Le déclin industriel français ne date pas d’hier. Les années 90 s’ouvrent sur une chute brutale de la constitution manufacturière : -12, 5% entre le premier trimestre 90 et le 4ème trimestre 93. L’économie française comme celles des autres pays avancés tombe en récession. Récession amplifiée, en France, par le durcissement de la politique monétaire : les taux d’utilité flambent et les entreprises comme les foyers doivent se désendetter d’urgence. Cela met à terre la construction, un débloqué majeur de la manufacture de produit industiel, ce qui insiste sur sa chute.

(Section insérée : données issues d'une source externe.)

use crate::ids::{ASSISTANT_USER_ID, CallLogId, ME_USER_ID, StoryId, UserId};
use crate::memory::MemoryStorage;
use crate::types::{
    CallDirection, CallKind, CallLog, Conversation, Message, MessageKind, Presence, Story,
    StoryMediaKind, User,
};

const MINUTE: u64 = 60;
const HOUR: u64 = 60 * MINUTE;
const DAY: u64 = 24 * HOUR;

/// Builds the fixed mock dataset, with timestamps relative to `now_unix_seconds`.
pub fn mock_storage(now_unix_seconds: u64) -> MemoryStorage {
    let ago = |seconds: u64| now_unix_seconds.saturating_sub(seconds);

    let me = User::new(
        ME_USER_ID,
        "Alex Design",
        "https://picsum.photos/id/64/200/200",
        Presence::Online,
    )
    .with_bio("Designing the future 🚀")
    .with_phone_number("+1 555 0192");

    let assistant = User::new(
        ASSISTANT_USER_ID,
        "meChat AI",
        "https://picsum.photos/id/20/200/200",
        Presence::Online,
    )
    .with_bio("Always here to help. Powered by Gemini.");
    let sarah = User::new(
        "u1",
        "Sarah Connor",
        "https://picsum.photos/id/65/200/200",
        Presence::Offline,
    )
    .with_bio("No fate but what we make.")
    .with_last_seen(ago(5 * MINUTE));
    let john = User::new(
        "u2",
        "John Doe",
        "https://picsum.photos/id/91/200/200",
        Presence::Online,
    )
    .with_bio("At the gym 🏋️");
    let design_team = User::new(
        "u3",
        "Design Team",
        "https://picsum.photos/id/180/200/200",
        Presence::Offline,
    );

    let conversations = vec![
        Conversation::direct("c1", assistant.clone()).with_messages(vec![Message::new(
            "m1",
            ASSISTANT_USER_ID,
            "Hello! I am your AI assistant. How can I help you today?",
            MessageKind::Text,
            ago(HOUR),
        )]),
        Conversation::direct("c2", sarah.clone()).with_messages(vec![
            Message::new(
                "m2",
                "u1",
                "Hey Alex, are we still on for lunch?",
                MessageKind::Text,
                ago(30 * MINUTE),
            ),
            Message::new(
                "m3",
                ME_USER_ID,
                "Yes! See you at 1pm.",
                MessageKind::Text,
                ago(29 * MINUTE),
            ),
        ]),
        Conversation::direct("c3", john.clone())
            .with_messages(vec![
                Message::new(
                    "m4",
                    "u2",
                    "Check out this view!",
                    MessageKind::Image,
                    ago(2 * HOUR),
                )
                .with_media_url("https://picsum.photos/id/28/800/600"),
            ])
            .with_unread_count(1),
        Conversation::group(
            "c4",
            "Weekend Trip",
            "https://picsum.photos/id/10/200/200",
            vec![sarah.clone(), john.clone()],
        ),
    ];

    let stories = vec![
        Story {
            id: StoryId::new("s1"),
            owner_id: UserId::new("u1"),
            media_url: "https://picsum.photos/id/50/600/900".to_string(),
            media_kind: StoryMediaKind::Image,
            created_at_unix_seconds: ago(2 * HOUR),
            viewed: false,
        },
        Story {
            id: StoryId::new("s2"),
            owner_id: UserId::new("u2"),
            media_url: "https://picsum.photos/id/55/600/900".to_string(),
            media_kind: StoryMediaKind::Image,
            created_at_unix_seconds: ago(5 * HOUR),
            viewed: true,
        },
    ];

    let call_logs = vec![
        CallLog {
            id: CallLogId::new("cl1"),
            peer_id: UserId::new("u1"),
            kind: CallKind::Video,
            direction: CallDirection::Incoming,
            created_at_unix_seconds: ago(DAY),
            duration_secs: Some(124),
        },
        CallLog {
            id: CallLogId::new("cl2"),
            peer_id: UserId::new("u2"),
            kind: CallKind::Audio,
            direction: CallDirection::Missed,
            created_at_unix_seconds: ago(2 * DAY),
            duration_secs: None,
        },
    ];

    MemoryStorage::new(me)
        .with_users(vec![assistant, sarah, john, design_team])
        .with_conversations(conversations)
        .with_stories(stories)
        .with_call_logs(call_logs)
}
use std::time::Duration;

use tokio::task::JoinHandle;
use tokio::time::{Instant, MissedTickBehavior};

/// A scheduled callback that is cancelled when the handle is dropped.
#[derive(Debug)]
pub struct TimerHandle {
    task: JoinHandle<()>,
}

impl TimerHandle {
    /// Runs `fire` once after `delay`.
    pub fn after<F>(delay: Duration, fire: F) -> Self
    where
        F: FnOnce() + Send + 'static,
    {
        let task = tokio::spawn(async move {
            tokio::time::sleep(delay).await;
            fire();
        });

        Self { task }
    }

    /// Runs `tick` every `period`, first after one full period, until it returns `false`.
    pub fn every<F>(period: Duration, mut tick: F) -> Self
    where
        F: FnMut() -> bool + Send + 'static,
    {
        let task = tokio::spawn(async move {
            let mut interval = tokio::time::interval_at(Instant::now() + period, period);
            interval.set_missed_tick_behavior(MissedTickBehavior::Delay);
            loop {
                interval.tick().await;
                if !tick() {
                    break;
                }
            }
        });

        Self { task }
    }

    pub fn is_finished(&self) -> bool {
        self.task.is_finished()
    }
}

impl Drop for TimerHandle {
    fn drop(&mut self) {
        self.task.abort();
    }
}

#[cfg(test)]
mod tests {
    use std::sync::Arc;
    use std::sync::atomic::{AtomicUsize, Ordering};

    use super::*;

    #[tokio::test(start_paused = true)]
    async fn after_fires_once_when_due() {
        let fired = Arc::new(AtomicUsize::new(0));
        let counter = Arc::clone(&fired);
        let _timer = TimerHandle::after(Duration::from_millis(1500), move || {
            counter.fetch_add(1, Ordering::SeqCst);
        });

        tokio::time::sleep(Duration::from_millis(1499)).await;
        assert_eq!(fired.load(Ordering::SeqCst), 0);
        tokio::time::sleep(Duration::from_millis(2)).await;
        assert_eq!(fired.load(Ordering::SeqCst), 1);
    }

    #[tokio::test(start_paused = true)]
    async fn every_ticks_until_callback_declines() {
        let ticks = Arc::new(AtomicUsize::new(0));
        let counter = Arc::clone(&ticks);
        let timer = TimerHandle::every(Duration::from_millis(50), move || {
            counter.fetch_add(1, Ordering::SeqCst) + 1 < 3
        });

        tokio::time::sleep(Duration::from_millis(1_000)).await;
        assert_eq!(ticks.load(Ordering::SeqCst), 3);
        assert!(timer.is_finished());
    }

    #[tokio::test(start_paused = true)]
    async fn dropping_the_handle_cancels_the_callback() {
        let fired = Arc::new(AtomicUsize::new(0));
        let counter = Arc::clone(&fired);
        let timer = TimerHandle::after(Duration::from_millis(100), move || {
            counter.fetch_add(1, Ordering::SeqCst);
        });

        drop(timer);
        tokio::time::sleep(Duration::from_millis(500)).await;
        assert_eq!(fired.load(Ordering::SeqCst), 0);
    }
}
use std::time::Duration;

use mechat_storage::StoryId;

use super::OverlayId;
use super::timer::TimerHandle;
use crate::app::{AppEvent, AppEventSender};

pub const STORY_TICK_EVERY: Duration = Duration::from_millis(50);
pub const STORY_PROGRESS_MAX: u8 = 100;

#[derive(Debug, Clone, Copy, PartialEq, Eq, Hash)]
pub enum StorySignal {
    Tick,
}

/// Result of moving through the story list.
#[derive(Debug, Clone, PartialEq, Eq)]
pub enum StoryStep {
    /// Still on the same story; progress moved.
    Progressed(u8),
    /// A different story is now shown, with progress reset.
    Showing(StoryId),
    Closed,
}

/// Full-screen story viewer over an ordered list of story ids.
#[derive(Debug)]
pub struct StoryOverlay {
    id: OverlayId,
    stories: Vec<StoryId>,
    index: usize,
    progress: u8,
    ticker: Option<TimerHandle>,
}

impl StoryOverlay {
    /// Returns `None` when `start` is not in `stories`.
    pub fn new(id: OverlayId, stories: Vec<StoryId>, start: &StoryId) -> Option<Self> {
        let index = stories.iter().position(|story_id| story_id == start)?;

        Some(Self {
            id,
            stories,
            index,
            progress: 0,
            ticker: None,
        })
    }

    pub fn start(&mut self, events: &AppEventSender) {
        let overlay = self.id;
        let events = events.clone();
        self.ticker = Some(TimerHandle::every(STORY_TICK_EVERY, move || {
            events
                .send(AppEvent::Story {
                    overlay,
                    signal: StorySignal::Tick,
                })
                .is_ok()
        }));
    }

    pub fn id(&self) -> OverlayId {
        self.id
    }

    pub fn current(&self) -> &StoryId {
        &self.stories[self.index]
    }

    pub fn position(&self) -> (usize, usize) {
        (self.index + 1, self.stories.len())
    }

    pub fn progress(&self) -> u8 {
        self.progress
    }

    pub fn apply(&mut self, signal: StorySignal) -> StoryStep {
        match signal {
            StorySignal::Tick => self.tick(),
        }
    }

    /// Advances progress by one; a full bar moves on to the next story.
    pub fn tick(&mut self) -> StoryStep {
        self.progress = self.progress.saturating_add(1).min(STORY_PROGRESS_MAX);
        if self.progress >= STORY_PROGRESS_MAX {
            return self.next();
        }

        StoryStep::Progressed(self.progress)
    }

    pub fn next(&mut self) -> StoryStep {
        if self.index + 1 >= self.stories.len() {
            self.ticker = None;
            return StoryStep::Closed;
        }

        self.show(self.index + 1)
    }

    pub fn prev(&mut self) -> StoryStep {
        if self.index == 0 {
            self.ticker = None;
            return StoryStep::Closed;
        }

        self.show(self.index - 1)
    }

    fn show(&mut self, index: usize) -> StoryStep {
        self.index = index;
        self.progress = 0;
        StoryStep::Showing(self.current().clone())
    }
}

#[cfg(test)]
mod tests {
    use tokio::sync::mpsc;

    use super::*;

    fn ids(raw: &[&str]) -> Vec<StoryId> {
        raw.iter().map(|id| StoryId::new(*id)).collect()
    }

    fn run_to_full(overlay: &mut StoryOverlay) -> StoryStep {
        let mut step = StoryStep::Progressed(overlay.progress());
        while let StoryStep::Progressed(_) = step {
            step = overlay.tick();
        }
        step
    }

    #[test]
    fn unknown_start_opens_nothing() {
        assert!(StoryOverlay::new(OverlayId(1), ids(&["s1"]), &StoryId::new("missing")).is_none());
    }

    #[test]
    fn full_progress_advances_then_closes_after_last() {
        let mut overlay =
            StoryOverlay::new(OverlayId(1), ids(&["s1", "s2", "s3"]), &StoryId::new("s1")).unwrap();

        assert_eq!(run_to_full(&mut overlay), StoryStep::Showing(StoryId::new("s2")));
        assert_eq!(overlay.progress(), 0);

        let mut last =
            StoryOverlay::new(OverlayId(2), ids(&["s1", "s2", "s3"]), &StoryId::new("s3")).unwrap();
        assert_eq!(run_to_full(&mut last), StoryStep::Closed);
    }

    #[test]
    fn it_takes_one_hundred_ticks_to_advance() {
        let mut overlay =
            StoryOverlay::new(OverlayId(1), ids(&["s1", "s2"]), &StoryId::new("s1")).unwrap();
        for expected in 1..STORY_PROGRESS_MAX {
            assert_eq!(overlay.tick(), StoryStep::Progressed(expected));
        }
        assert_eq!(overlay.tick(), StoryStep::Showing(StoryId::new("s2")));
    }

    #[test]
    fn manual_navigation_resets_progress_and_closes_at_edges() {
        let mut overlay =
            StoryOverlay::new(OverlayId(1), ids(&["s1", "s2"]), &StoryId::new("s1")).unwrap();
        overlay.tick();
        overlay.tick();

        assert_eq!(overlay.next(), StoryStep::Showing(StoryId::new("s2")));
        assert_eq!(overlay.progress(), 0);
        assert_eq!(overlay.position(), (2, 2));
        assert_eq!(overlay.prev(), StoryStep::Showing(StoryId::new("s1")));
        assert_eq!(overlay.prev(), StoryStep::Closed);

        let mut at_end =
            StoryOverlay::new(OverlayId(2), ids(&["s1", "s2"]), &StoryId::new("s2")).unwrap();
        assert_eq!(at_end.next(), StoryStep::Closed);
    }

    #[tokio::test(start_paused = true)]
    async fn ticker_emits_tagged_signals_until_dropped() {
        let (events_tx, mut events_rx) = mpsc::unbounded_channel();
        let mut overlay =
            StoryOverlay::new(OverlayId(9), ids(&["s1"]), &StoryId::new("s1")).unwrap();
        overlay.start(&events_tx);

        match events_rx.recv().await {
            Some(AppEvent::Story { overlay: id, signal }) => {
                assert_eq!(id, OverlayId(9));
                assert_eq!(signal, StorySignal::Tick);
            }
            other => panic!("expected story tick, got {other:?}"),
        }

        drop(overlay);
        tokio::time::sleep(Duration::from_secs(1)).await;
        assert!(events_rx.try_recv().is_err());
    }
}
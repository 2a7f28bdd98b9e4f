pub mod call;
pub mod story;
pub mod timer;

use std::fmt;

pub use call::{CallDurationPolicy, CallOverlay, CallPhase, CallSignal};
pub use story::{StoryOverlay, StorySignal, StoryStep};
pub use timer::TimerHandle;

/// Identity of one opened overlay. Timer events carry it so that events from
/// a dismissed overlay can be told apart from the current one.
#[derive(Debug, Clone, Copy, PartialEq, Eq, Hash, PartialOrd, Ord)]
pub struct OverlayId(pub u64);

impl fmt::Display for OverlayId {
    fn fmt(&self, formatter: &mut fmt::Formatter<'_>) -> fmt::Result {
        write!(formatter, "overlay-{}", self.0)
    }
}

/// Formats whole seconds as `MM:SS`.
pub fn format_duration(seconds: u64) -> String {
    format!("{:02}:{:02}", seconds / 60, seconds % 60)
}
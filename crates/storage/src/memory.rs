use snafu::{OptionExt, ensure};

use crate::error::{InvariantViolationSnafu, MessageCommittedSnafu, NotFoundSnafu, StorageResult};
use crate::ids::{CallLogId, ConversationId, MessageId, StoryId, UserId};
use crate::types::{
    CallLog, Conversation, Message, MessageKind, MessageStatus, NewCallLog, NewMessage, Story,
    User,
};
use crate::{CallLogStore, ConversationStore, StoryStore, UserDirectory, unix_now_seconds};

/// Process-lifetime store for users, conversations, stories and call logs.
#[derive(Debug, Clone)]
pub struct MemoryStorage {
    me: User,
    users: Vec<User>,
    conversations: Vec<Conversation>,
    stories: Vec<Story>,
    call_logs: Vec<CallLog>,
}

impl MemoryStorage {
    pub fn new(me: User) -> Self {
        Self {
            me,
            users: Vec::new(),
            conversations: Vec::new(),
            stories: Vec::new(),
            call_logs: Vec::new(),
        }
    }

    pub fn with_users(mut self, users: Vec<User>) -> Self {
        self.users = users;
        self
    }

    pub fn with_conversations(mut self, conversations: Vec<Conversation>) -> Self {
        self.conversations = conversations;
        self
    }

    pub fn with_stories(mut self, stories: Vec<Story>) -> Self {
        self.stories = stories;
        self
    }

    /// Call logs are expected newest first.
    pub fn with_call_logs(mut self, call_logs: Vec<CallLog>) -> Self {
        self.call_logs = call_logs;
        self
    }

    fn conversation_mut(
        &mut self,
        conversation_id: &ConversationId,
        stage: &'static str,
    ) -> StorageResult<&mut Conversation> {
        self.conversations
            .iter_mut()
            .find(|conversation| &conversation.id == conversation_id)
            .context(NotFoundSnafu {
                stage,
                entity: "conversation",
                id: conversation_id.to_string(),
            })
    }
}

impl UserDirectory for MemoryStorage {
    fn me(&self) -> &User {
        &self.me
    }

    fn get_user(&self, user_id: &UserId) -> Option<&User> {
        if &self.me.id == user_id {
            return Some(&self.me);
        }

        self.users.iter().find(|user| &user.id == user_id)
    }

    fn list_users(&self) -> &[User] {
        &self.users
    }
}

impl ConversationStore for MemoryStorage {
    fn list_conversations(&self) -> &[Conversation] {
        &self.conversations
    }

    fn get_conversation(&self, conversation_id: &ConversationId) -> Option<&Conversation> {
        self.conversations
            .iter()
            .find(|conversation| &conversation.id == conversation_id)
    }

    fn search_conversations(&self, query: &str) -> Vec<&Conversation> {
        let normalized_query = query.to_lowercase();

        self.conversations
            .iter()
            .filter(|conversation| {
                normalized_query.is_empty()
                    || conversation
                        .display_name()
                        .to_lowercase()
                        .contains(&normalized_query)
            })
            .collect()
    }

    fn append_message(
        &mut self,
        conversation_id: &ConversationId,
        input: NewMessage,
    ) -> StorageResult<Message> {
        let conversation = self.conversation_mut(conversation_id, "append-message")?;

        let mut message = Message::new(
            MessageId::new_v7(),
            input.sender_id,
            input.body,
            input.kind,
            input.created_at_unix_seconds,
        );
        message.media_url = input.media_url;

        Ok(conversation.push_message(message))
    }

    fn insert_placeholder(
        &mut self,
        conversation_id: &ConversationId,
        sender_id: UserId,
        sentinel: &str,
    ) -> StorageResult<Message> {
        let conversation = self.conversation_mut(conversation_id, "insert-placeholder")?;

        let mut placeholder = Message::new(
            MessageId::new_v7(),
            sender_id,
            sentinel,
            MessageKind::Text,
            unix_now_seconds(),
        );
        placeholder.status = MessageStatus::Streaming;

        Ok(conversation.push_message(placeholder))
    }

    fn replace_pending_text(
        &mut self,
        conversation_id: &ConversationId,
        message_id: &MessageId,
        text: &str,
    ) -> StorageResult<Message> {
        let conversation = self.conversation_mut(conversation_id, "replace-pending-text")?;
        let current = conversation.message(message_id).context(NotFoundSnafu {
            stage: "replace-pending-text",
            entity: "message",
            id: message_id.to_string(),
        })?;

        ensure!(
            !current.is_committed(),
            MessageCommittedSnafu {
                stage: "replace-pending-text",
                conversation_id: conversation_id.to_string(),
                message_id: message_id.to_string(),
            }
        );

        // The body is swapped in one assignment so readers never see a partial string.
        let replacement = text.to_string();
        conversation
            .update_message(message_id, move |message| message.body = replacement)
            .context(InvariantViolationSnafu {
                stage: "replace-pending-text",
                details: format!("message '{message_id}' vanished during update"),
            })
    }

    fn commit_message(
        &mut self,
        conversation_id: &ConversationId,
        message_id: &MessageId,
    ) -> StorageResult<Message> {
        let conversation = self.conversation_mut(conversation_id, "commit-message")?;
        let current = conversation.message(message_id).context(NotFoundSnafu {
            stage: "commit-message",
            entity: "message",
            id: message_id.to_string(),
        })?;

        ensure!(
            !current.is_committed(),
            MessageCommittedSnafu {
                stage: "commit-message",
                conversation_id: conversation_id.to_string(),
                message_id: message_id.to_string(),
            }
        );

        conversation
            .update_message(message_id, |message| {
                message.status = MessageStatus::Committed;
            })
            .context(InvariantViolationSnafu {
                stage: "commit-message",
                details: format!("message '{message_id}' vanished during commit"),
            })
    }

    fn mark_read(&mut self, conversation_id: &ConversationId) -> StorageResult<()> {
        let conversation = self.conversation_mut(conversation_id, "mark-read")?;
        conversation.unread_count = 0;
        Ok(())
    }

    fn bump_unread(&mut self, conversation_id: &ConversationId) -> StorageResult<u32> {
        let conversation = self.conversation_mut(conversation_id, "bump-unread")?;
        conversation.unread_count = conversation.unread_count.saturating_add(1);
        Ok(conversation.unread_count)
    }
}

impl StoryStore for MemoryStorage {
    fn list_stories(&self) -> &[Story] {
        &self.stories
    }

    fn get_story(&self, story_id: &StoryId) -> Option<&Story> {
        self.stories.iter().find(|story| &story.id == story_id)
    }

    fn story_index(&self, story_id: &StoryId) -> Option<usize> {
        self.stories.iter().position(|story| &story.id == story_id)
    }

    fn mark_story_viewed(&mut self, story_id: &StoryId) -> StorageResult<Story> {
        let story = self
            .stories
            .iter_mut()
            .find(|story| &story.id == story_id)
            .context(NotFoundSnafu {
                stage: "mark-story-viewed",
                entity: "story",
                id: story_id.to_string(),
            })?;

        story.viewed = true;
        Ok(story.clone())
    }
}

impl CallLogStore for MemoryStorage {
    fn list_call_logs(&self) -> &[CallLog] {
        &self.call_logs
    }

    fn record_call(&mut self, input: NewCallLog) -> CallLog {
        let entry = CallLog {
            id: CallLogId::new_v7(),
            peer_id: input.peer_id,
            kind: input.kind,
            direction: input.direction,
            created_at_unix_seconds: input.created_at_unix_seconds,
            duration_secs: input.duration_secs,
        };

        self.call_logs.insert(0, entry.clone());
        entry
    }
}

#[cfg(test)]
mod tests {
    use super::*;
    use crate::error::StorageError;
    use crate::ids::{ME_USER_ID, me_user_id};
    use crate::types::{CallDirection, CallKind, Presence, TYPING_SENTINEL};

    fn storage() -> MemoryStorage {
        let sarah = User::new("u1", "Sarah Connor", "", Presence::Offline);
        let john = User::new("u2", "John Doe", "", Presence::Online);
        MemoryStorage::new(User::new(ME_USER_ID, "Alex Design", "", Presence::Online))
            .with_users(vec![sarah.clone(), john.clone()])
            .with_conversations(vec![
                Conversation::direct("c2", sarah.clone()),
                Conversation::group("c4", "Weekend Trip", "", vec![sarah, john]),
            ])
    }

    #[test]
    fn append_updates_last_message_cache() {
        let mut storage = storage();
        let conversation_id = ConversationId::new("c2");

        let appended = storage
            .append_message(
                &conversation_id,
                NewMessage::text(me_user_id(), "See you at 1pm.", 100),
            )
            .unwrap();

        let conversation = storage.get_conversation(&conversation_id).unwrap();
        assert_eq!(conversation.last_message(), Some(&appended));
        assert_eq!(conversation.messages().last(), Some(&appended));
        assert!(appended.is_committed());
    }

    #[test]
    fn append_to_unknown_conversation_is_not_found() {
        let mut storage = storage();
        let error = storage
            .append_message(
                &ConversationId::new("missing"),
                NewMessage::text(me_user_id(), "hello", 1),
            )
            .unwrap_err();

        assert!(matches!(
            error,
            StorageError::NotFound {
                entity: "conversation",
                ..
            }
        ));
    }

    #[test]
    fn pending_text_is_rewritable_until_commit() {
        let mut storage = storage();
        let conversation_id = ConversationId::new("c2");
        let placeholder = storage
            .insert_placeholder(&conversation_id, UserId::new("u1"), TYPING_SENTINEL)
            .unwrap();
        assert_eq!(placeholder.body, TYPING_SENTINEL);
        assert_eq!(placeholder.status, MessageStatus::Streaming);

        let updated = storage
            .replace_pending_text(&conversation_id, &placeholder.id, "Hello there")
            .unwrap();
        assert_eq!(updated.body, "Hello there");

        let committed = storage
            .commit_message(&conversation_id, &placeholder.id)
            .unwrap();
        assert!(committed.is_committed());

        assert!(matches!(
            storage.replace_pending_text(&conversation_id, &placeholder.id, "again"),
            Err(StorageError::MessageCommitted { .. })
        ));
        assert!(matches!(
            storage.commit_message(&conversation_id, &placeholder.id),
            Err(StorageError::MessageCommitted { .. })
        ));
        assert_eq!(
            storage
                .get_conversation(&conversation_id)
                .and_then(Conversation::last_message)
                .map(|message| message.body.as_str()),
            Some("Hello there")
        );
    }

    #[test]
    fn search_is_case_insensitive_on_display_name() {
        let storage = storage();

        let matches = storage
            .search_conversations("weekend")
            .into_iter()
            .map(|conversation| conversation.id.as_str())
            .collect::<Vec<_>>();
        assert_eq!(matches, vec!["c4"]);
        assert_eq!(storage.search_conversations("").len(), 2);
        assert!(storage.search_conversations("  ").is_empty());
        assert!(storage.search_conversations("nobody").is_empty());
    }

    #[test]
    fn unread_counter_bumps_and_clears() {
        let mut storage = storage();
        let conversation_id = ConversationId::new("c2");

        assert_eq!(storage.bump_unread(&conversation_id).unwrap(), 1);
        assert_eq!(storage.bump_unread(&conversation_id).unwrap(), 2);
        storage.mark_read(&conversation_id).unwrap();
        assert_eq!(
            storage
                .get_conversation(&conversation_id)
                .map(|conversation| conversation.unread_count),
            Some(0)
        );
    }

    #[test]
    fn recorded_calls_are_listed_newest_first() {
        let mut storage = storage();
        let first = storage.record_call(NewCallLog {
            peer_id: UserId::new("u1"),
            kind: CallKind::Audio,
            direction: CallDirection::Outgoing,
            created_at_unix_seconds: 1,
            duration_secs: Some(45),
        });
        let second = storage.record_call(NewCallLog {
            peer_id: UserId::new("u2"),
            kind: CallKind::Video,
            direction: CallDirection::Outgoing,
            created_at_unix_seconds: 2,
            duration_secs: Some(45),
        });

        assert_eq!(storage.list_call_logs(), &[second, first]);
    }

    #[test]
    fn get_user_resolves_self() {
        let storage = storage();
        assert_eq!(
            storage
                .get_user(&me_user_id())
                .map(|user| user.name.as_str()),
            Some("Alex Design")
        );
        assert!(storage.get_user(&UserId::new("u9")).is_none());
    }
}
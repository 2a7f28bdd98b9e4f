use mechat_storage::{ConversationId, MessageId};

/// Routing key for one in-flight reply: the conversation and its placeholder.
///
/// Events whose target is no longer tracked are stale and must be dropped.
#[derive(Debug, Clone, PartialEq, Eq, Hash)]
pub struct ReplyTarget {
    pub conversation_id: ConversationId,
    pub message_id: MessageId,
}

impl ReplyTarget {
    pub fn new(conversation_id: ConversationId, message_id: MessageId) -> Self {
        Self {
            conversation_id,
            message_id,
        }
    }
}

#[derive(Debug, Clone, PartialEq, Eq)]
pub enum ReplyPayload {
    Fragment(String),
    Finished,
}

/// Emitted by a reply reader task for every fragment and once at the end.
#[derive(Debug, Clone, PartialEq, Eq)]
pub struct ReplyEvent {
    pub target: ReplyTarget,
    pub payload: ReplyPayload,
}

impl ReplyEvent {
    pub fn fragment(target: ReplyTarget, text: impl Into<String>) -> Self {
        Self {
            target,
            payload: ReplyPayload::Fragment(text.into()),
        }
    }

    pub fn finished(target: ReplyTarget) -> Self {
        Self {
            target,
            payload: ReplyPayload::Finished,
        }
    }
}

Car de façon à repérer le désastre industriel français, il est conseillé de revenir sur les erreurs stratégiques des pouvoirs publics français et de nos grands patrons, eux-mêmes issus du moule techno-politique via les grands corps. Nous devons à Serge Tchuruk dans les années 90, le boss de ce qui était alors Alcatel ( depuis démantelé en de nombreuses entités ), d’avoir théorisé chez nous le concept d’industrie sans usines, sans actifs, «asset-light» : une hérésie stratégique vite abandonnée par les Américains mais qui a perduré en France jusque dans les années . Or notre monde économique moderne, loin d’avoir vu la disparition de la vieille industrie à la place d’une économie purement tertiaire et de prestation, est beaucoup plus complexe. En réalité nos économies sont devenues giga industrielles, avec le tool ou les services à valeur ajoutée qui sont venus transformer l’usine d’époque. Les smart factories embarquent des compétences en informatique, robotique et automatisation en brouillant la frontière avec l’univers de la technologie et des GAFA. Ainsi, d’une certaine manière, l’industrie n’existe sans doute plus en tant que secteur autonome mais paradoxalement elle est omniprésente : même les acteurs des toutes nouvelles avancées technologiques doivent déployer des plateformes industrielles et logistiques colossales, que ce soit Amazon ou Google avec ses data centers.
Latécoére inaugurait en mai dernier sa toute nouvelle usine 4. 0 à Montredon, dans la région toulousaine, une structure predestinée à plaire davantage ses clients en limitant soins de génération des pièces conféctionnées. Au programme : des solutions RFID ( Radio Identification ), un suivi en temps réel des stocks, des opérations digitalisées avec certitude ( zéro papier ), une autonomie de 18h de ses machines et surtout un déchargement – chargement – contrôle des pièces robotisé. Cette smart factory représente avec ses 6000m2 37 centaines de milliers d’euros d’investissement et est maintenant le signe de la contemporanéité de Latécoère. Totalement digitalisée et connectée, la société vante même le jumeau numérique de son nouveau centre de production, une plateforme permettant la mise en situation continue des flux de production et des conséquences sur l’optimisation de l’atelier la traçabilité des pièces ou encore la planification de la sécurité.